Central Louisiana Shale Play Drawing Interest
February 28, 2011
A relatively short trip from the Haynesville Shale and about as old as the Eagle Ford, the Tuscaloosa Marine Shale (TMS) -- which stretches from Texas through Louisiana and into Mississippi -- could right now be considered the "penny stock" of the shale plays. Those who get in early will get in cheaply, but they'll have to stomach some risk as the play is not yet a sure thing like its more mature peers.
"There's been a lot of companies looking at the shale. It's kind of had several phases over the years," Kirk Barrell, president of Woodlands, TX-based Amelia Resources, told NGI's Shale Daily.
Indeed, the TMS goes way back, but like most of the big shale names of today, it was considered "a nuisance" not all that long ago, Barrell said.
The TMS covers 2.7 million acres in Pike, Amite, Concordia, and Wilkinson counties in Mississippi; and East Feliciana, West Feliciana, East Baton Rouge, Washington, Livingston, Tangipahoa, Avoyelles and St. Helena parishes in Louisiana. "The play is located updip to 3.5 Tcfe from the deep Tuscaloosa Trend.
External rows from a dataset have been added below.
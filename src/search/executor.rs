//! Search execution and orchestration

use super::models::{FetchState, SearchOptions, Subjects};
use crate::config::Settings;
use crate::error::SearchError;
use crate::feed::{FeedParser, Item, RssParser};
use crate::network::{FeedRequest, HttpClient, Transport};
use crate::results::{FilterMode, ResultSet};
use std::collections::HashMap;
use std::fmt;
use std::sync::Arc;
use std::time::Instant;
use tokio::runtime::{Handle, RuntimeFlavor};
use tokio::sync::{mpsc, Semaphore};
use tokio::task::JoinSet;
use tracing::{debug, info, warn};

/// Search executor that queries the feed service for every subject
///
/// Each subject becomes one request. Requests run concurrently, at most
/// [`max_concurrency`](Search::max_concurrency) at a time, and the fetch
/// blocks until all of them have completed. Non-200 responses and transport
/// failures are recorded per subject in [`errors`](Search::errors); a body
/// the parser rejects aborts the whole batch.
pub struct Search {
    /// Subjects to search for, duplicates included
    subjects: Vec<String>,
    /// Scheme and exact-match options
    options: SearchOptions,
    /// Search endpoint without scheme
    endpoint: String,
    /// Maximum number of requests in flight
    max_concurrency: usize,
    /// Filter mode handed to the result set
    filter_mode: FilterMode,
    /// Request transport; the default HTTP client is built on first fetch
    transport: Option<Arc<dyn Transport>>,
    /// Feed body parser
    parser: Arc<dyn FeedParser>,
    /// Failed responses by subject
    errors: HashMap<String, String>,
    state: FetchState,
}

impl Search {
    /// Create a new search
    pub fn new(subjects: impl Into<Subjects>, options: SearchOptions) -> Self {
        Self {
            subjects: subjects.into().into_inner(),
            options,
            endpoint: crate::DEFAULT_ENDPOINT.to_string(),
            max_concurrency: crate::DEFAULT_MAX_CONCURRENCY,
            filter_mode: FilterMode::default(),
            transport: None,
            parser: Arc::new(RssParser::new()),
            errors: HashMap::new(),
            state: FetchState::Pending,
        }
    }

    /// Create a search configured from settings, including its HTTP client
    pub fn from_settings(
        subjects: impl Into<Subjects>,
        settings: &Settings,
    ) -> Result<Self, SearchError> {
        let client = HttpClient::with_settings(&settings.outgoing)?;

        Ok(Self::new(subjects, settings.search_options())
            .with_endpoint(settings.search.endpoint.clone())
            .with_max_concurrency(settings.search.max_concurrency)
            .with_filter_mode(settings.search.filter_mode)
            .with_transport(Arc::new(client)))
    }

    /// Set the search endpoint (host and path, no scheme)
    pub fn with_endpoint(mut self, endpoint: impl Into<String>) -> Self {
        self.endpoint = endpoint.into();
        self
    }

    /// Set the maximum number of concurrent requests
    pub fn with_max_concurrency(mut self, max: usize) -> Self {
        self.set_max_concurrency(max);
        self
    }

    /// Set the filter mode used by [`into_result_set`](Search::into_result_set)
    pub fn with_filter_mode(mut self, mode: FilterMode) -> Self {
        self.filter_mode = mode;
        self
    }

    /// Use a custom transport
    pub fn with_transport(mut self, transport: Arc<dyn Transport>) -> Self {
        self.transport = Some(transport);
        self
    }

    /// Use a custom feed parser
    pub fn with_parser(mut self, parser: Arc<dyn FeedParser>) -> Self {
        self.parser = parser;
        self
    }

    /// Change the concurrency limit; values below 1 are raised to 1
    pub fn set_max_concurrency(&mut self, max: usize) {
        self.max_concurrency = max.max(1);
    }

    pub fn max_concurrency(&self) -> usize {
        self.max_concurrency
    }

    pub fn subjects(&self) -> &[String] {
        &self.subjects
    }

    pub fn options(&self) -> SearchOptions {
        self.options
    }

    pub fn endpoint(&self) -> &str {
        &self.endpoint
    }

    pub fn filter_mode(&self) -> FilterMode {
        self.filter_mode
    }

    /// Whether the fetch barrier has completed
    pub fn is_fetched(&self) -> bool {
        self.state == FetchState::Fetched
    }

    /// Failed response bodies by subject
    pub fn errors(&self) -> &HashMap<String, String> {
        &self.errors
    }

    /// Wrap this search in a result set that fetches on first read
    pub fn into_result_set(self) -> ResultSet {
        ResultSet::with_source(self)
    }

    /// Build one request per subject
    pub fn requests(&self) -> Result<Vec<FeedRequest>, SearchError> {
        self.subjects
            .iter()
            .map(|subject| {
                self.options
                    .request_for(&self.endpoint, subject)
                    .map_err(|source| SearchError::InvalidEndpoint {
                        endpoint: self.endpoint.clone(),
                        source,
                    })
            })
            .collect()
    }

    /// Run every request and append the results to `sink`, blocking the caller
    ///
    /// Outside any runtime the barrier runs on a private one. Inside a
    /// multi-thread runtime it runs in place on the calling worker; inside a
    /// current-thread runtime it runs on a helper thread with its own runtime,
    /// so tasks of the caller's runtime do not progress until it returns.
    /// Async callers should prefer [`fetch_async`](Search::fetch_async). Once
    /// the search has been fetched, further calls leave `sink` untouched.
    pub fn fetch<'a>(&mut self, sink: &'a mut ResultSet) -> Result<&'a mut ResultSet, SearchError> {
        if self.is_fetched() {
            debug!("Search already fetched, skipping");
            return Ok(sink);
        }

        match Handle::try_current() {
            Ok(handle) if handle.runtime_flavor() == RuntimeFlavor::MultiThread => {
                debug!("Fetching on the caller's runtime");
                tokio::task::block_in_place(move || handle.block_on(self.fetch_async(sink)))
            }
            Ok(_) => {
                debug!("Fetching on a helper thread");
                let this = &mut *self;
                std::thread::scope(move |scope| {
                    scope
                        .spawn(move || this.fetch_blocking(sink))
                        .join()
                        .unwrap_or_else(|panic| std::panic::resume_unwind(panic))
                })
            }
            Err(_) => self.fetch_blocking(sink),
        }
    }

    /// Run the barrier on a private runtime owned by this call
    fn fetch_blocking<'a>(
        &mut self,
        sink: &'a mut ResultSet,
    ) -> Result<&'a mut ResultSet, SearchError> {
        let workers = std::thread::available_parallelism()
            .map(|n| n.get())
            .unwrap_or(4)
            .min(self.max_concurrency)
            .max(1);

        let runtime = tokio::runtime::Builder::new_multi_thread()
            .worker_threads(workers)
            .thread_name("feedsift-fetch")
            .enable_all()
            .build()?;

        runtime.block_on(self.fetch_async(sink))
    }

    /// Async version of [`fetch`](Search::fetch)
    pub async fn fetch_async<'a>(
        &mut self,
        sink: &'a mut ResultSet,
    ) -> Result<&'a mut ResultSet, SearchError> {
        if self.is_fetched() {
            debug!("Search already fetched, skipping");
            return Ok(sink);
        }

        let requests = self.requests()?;
        let transport = self.transport()?;
        let start = Instant::now();

        info!(
            "Searching {} subjects with up to {} concurrent requests",
            requests.len(),
            self.max_concurrency
        );

        let harvest = dispatch(
            requests,
            transport,
            Arc::clone(&self.parser),
            self.max_concurrency,
        )
        .await?;

        info!(
            "Search finished in {:?}: {} succeeded, {} failed",
            start.elapsed(),
            harvest.completed.len(),
            harvest.failed.len()
        );

        for (subject, items) in harvest.completed {
            sink.append(subject, items);
        }
        self.errors.extend(harvest.failed);
        self.state = FetchState::Fetched;

        Ok(sink)
    }

    fn transport(&mut self) -> Result<Arc<dyn Transport>, SearchError> {
        match &self.transport {
            Some(transport) => Ok(Arc::clone(transport)),
            None => {
                let client: Arc<dyn Transport> = Arc::new(HttpClient::new()?);
                self.transport = Some(Arc::clone(&client));
                Ok(client)
            }
        }
    }
}

impl fmt::Debug for Search {
    fn fmt(&self, f: &mut fmt::Formatter<'_>) -> fmt::Result {
        f.debug_struct("Search")
            .field("subjects", &self.subjects)
            .field("options", &self.options)
            .field("endpoint", &self.endpoint)
            .field("max_concurrency", &self.max_concurrency)
            .field("filter_mode", &self.filter_mode)
            .field("errors", &self.errors)
            .field("state", &self.state)
            .finish_non_exhaustive()
    }
}

/// What a worker reports for one request
enum Outcome {
    Items(Vec<Item>),
    Failed(String),
    Malformed(crate::error::ParseError),
}

struct Completion {
    subject: String,
    outcome: Outcome,
}

/// Outcomes gathered by the aggregator, in completion order
#[derive(Default)]
struct Harvest {
    completed: Vec<(String, Vec<Item>)>,
    failed: HashMap<String, String>,
}

/// Fan requests out over a bounded pool and gather the outcomes
///
/// Workers only send messages; this function is the single owner of the
/// harvest. Returning early drops the join set, aborting unfinished workers.
async fn dispatch(
    requests: Vec<FeedRequest>,
    transport: Arc<dyn Transport>,
    parser: Arc<dyn FeedParser>,
    max_concurrency: usize,
) -> Result<Harvest, SearchError> {
    let permits = Arc::new(Semaphore::new(max_concurrency.max(1)));
    let (tx, mut rx) = mpsc::unbounded_channel::<Completion>();
    let mut workers = JoinSet::new();
    // Requests per subject still owed a completion
    let mut outstanding: HashMap<String, usize> = HashMap::new();

    for request in requests {
        *outstanding.entry(request.subject.clone()).or_default() += 1;

        let permits = Arc::clone(&permits);
        let transport = Arc::clone(&transport);
        let parser = Arc::clone(&parser);
        let tx = tx.clone();

        workers.spawn(async move {
            let Ok(_permit) = permits.acquire_owned().await else {
                return;
            };

            let outcome = match transport.execute(&request).await {
                Ok(response) if response.is_ok() => match parser.parse(&response.body) {
                    Ok(items) => Outcome::Items(items),
                    Err(e) => Outcome::Malformed(e),
                },
                Ok(response) => {
                    warn!(subject = %request.subject, status = response.status, "Search request failed");
                    Outcome::Failed(response.body)
                }
                Err(e) => {
                    warn!(subject = %request.subject, error = %e, "Search request failed");
                    Outcome::Failed(e.to_string())
                }
            };

            let _ = tx.send(Completion {
                subject: request.subject,
                outcome,
            });
        });
    }
    drop(tx);

    let mut harvest = Harvest::default();
    while let Some(Completion { subject, outcome }) = rx.recv().await {
        if let Some(count) = outstanding.get_mut(&subject) {
            *count -= 1;
        }
        match outcome {
            Outcome::Items(items) => {
                debug!(subject = %subject, items = items.len(), "Search request completed");
                harvest.completed.push((subject, items));
            }
            Outcome::Failed(payload) => {
                harvest.failed.insert(subject, payload);
            }
            Outcome::Malformed(source) => {
                warn!(subject = %subject, error = %source, "Aborting search on malformed feed");
                return Err(SearchError::Parse { subject, source });
            }
        }
    }

    while let Some(joined) = workers.join_next().await {
        let Err(e) = joined else { continue };
        if !e.is_panic() {
            continue;
        }

        let mut missing: Vec<&String> = outstanding
            .iter()
            .filter(|(_, count)| **count > 0)
            .map(|(subject, _)| subject)
            .collect();
        missing.sort();
        let subject = missing.first().map(|s| s.to_string()).unwrap_or_default();
        let message = panic_message(e.into_panic());

        warn!(subject = %subject, panic = %message, "Aborting search on worker panic");
        return Err(SearchError::Worker { subject, message });
    }

    Ok(harvest)
}

fn panic_message(payload: Box<dyn std::any::Any + Send>) -> String {
    match payload.downcast::<String>() {
        Ok(message) => *message,
        Err(payload) => payload
            .downcast_ref::<&str>()
            .map(|s| s.to_string())
            .unwrap_or_else(|| "unknown panic".to_string()),
    }
}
Historically, the Tuscaloosa Marine Shale has been known as one of the source rocks for the Tuscaloosa sands," according to Amelia's history of the play.
The first well that targeted the TMS was drilled in 1962 in Amite County; it was a dry hole, but oil was found in fractures, according to Amelia.
Additional wells were drilled in 1971 and 1978; the first was a dry hole and the second established production. Two wells drilled during the 1980s experienced blowouts. Then the play went dormant until the late 1990s when a study was published by what was then called the Basin Research Institute of Louisiana State University (now the Basin Research Energy Section of the Louisiana Geological Survey) that said the play could hold up to 7 billion bbl of oil.
The first horizontal well drilled in the TMS was a recompletion of a well drilled in 1998. The play essentially went dormant after another well, which went to oil production, was drilled in 2000. In the middle part of the last decade the play attracted attention again. And several wells were drilled in the ensuing years, according to the Amelia history.
What's driving interest in the play today, according to Barrell, are high oil prices, low natural gas prices and the success experienced in the Eagle Ford Shale of South Texas, particularly in that play's oil window.
"Overall shale play success is driving interest, too. I think all the other plays are getting crowded, so people are kind of coming now to tier 2, looking at what are the ones we overlooked or what are the ones that are more difficult or more unproven, and Tuscaloosa, I think, to date falls in that category," he said.
"The Eagle Ford being a similar age has obviously sparked the interest. 'Hey, let's come over to Louisiana and see if the rock's the same.' The Eagle Ford's younger than the Tuscaloosa Marine Shale but very similar age." As far as the rock properties, "we're still trying to get our hands around the Tuscaloosa Marine Shale," Barrell said.
"I think a lot of the Eagle Ford knowledge is going to be applied to this area. We're a little deeper. I think as far as looking at the oil window versus condensate and gas and then dry gas, I would guess [producers] may be focusing more mid-dip initially."
Barrell was at the recent North American Prospect Expo in Houston hawking acreage in the play. "Our sales pitch is high-risk, low cost, so if you look at the curve, Haynesville [has] very high cost, low risk now in its current state. Today we'd say the TMS is outrageously affordable and it still has risk.
"We compared the Eagle Ford transactions, and one of the transactions we saw in the last few months was basically $4,500 an acre for 6,800 acres. Well for that price you could go get 120,000 acres in the Tuscaloosa Marine Shale. It's a balance of risk and cost, really."
Barrell noted that the venerable Austin Chalk play is active in the southern part of the TMS, so there a driller has the ability to have Austin Chalk potential as well. "That whole Chalk fairway is coming east, which will overlap a fair amount of the Tuscaloosa Marine Shale in the deeper portion of it. That kind of gives you a nice mix of deeper shale that may be more gas-prone with condensate, and then you have the Chalk right above you as a mostly oil."
Barrell said he expects current leaseholders in the TMS to begin putting drillbit to dirt pretty soon. "One thing we know for sure is that some companies have acquired existing leases that have short clocks on them, so we think that's going to drive some drilling here mid-year based on lease clocks showing shortened time periods to get drilling done."
If the TMS takes off, producers will most likely be pulling resources in from the Haynesville Shale. Barrell noted that a number of rigs have moved from the North Louisiana play to the Eagle Ford, "so I would bet a lot of service companies would love to head southeast versus very, very southwest."
If the TMS is developed extensively, producers will be able to rely in large part on gas-handling infrastructure that is already on the ground in the region from when the deeper Tuscaloosa trend was tapped. "It's an area that's had activity over three, four decades," Barrell said.
"I think it's just been a very successful play traditionally, so updip of that it makes sense that this shale will work and the engineering will be figured out and there will be a lot of oil and gas produced from it."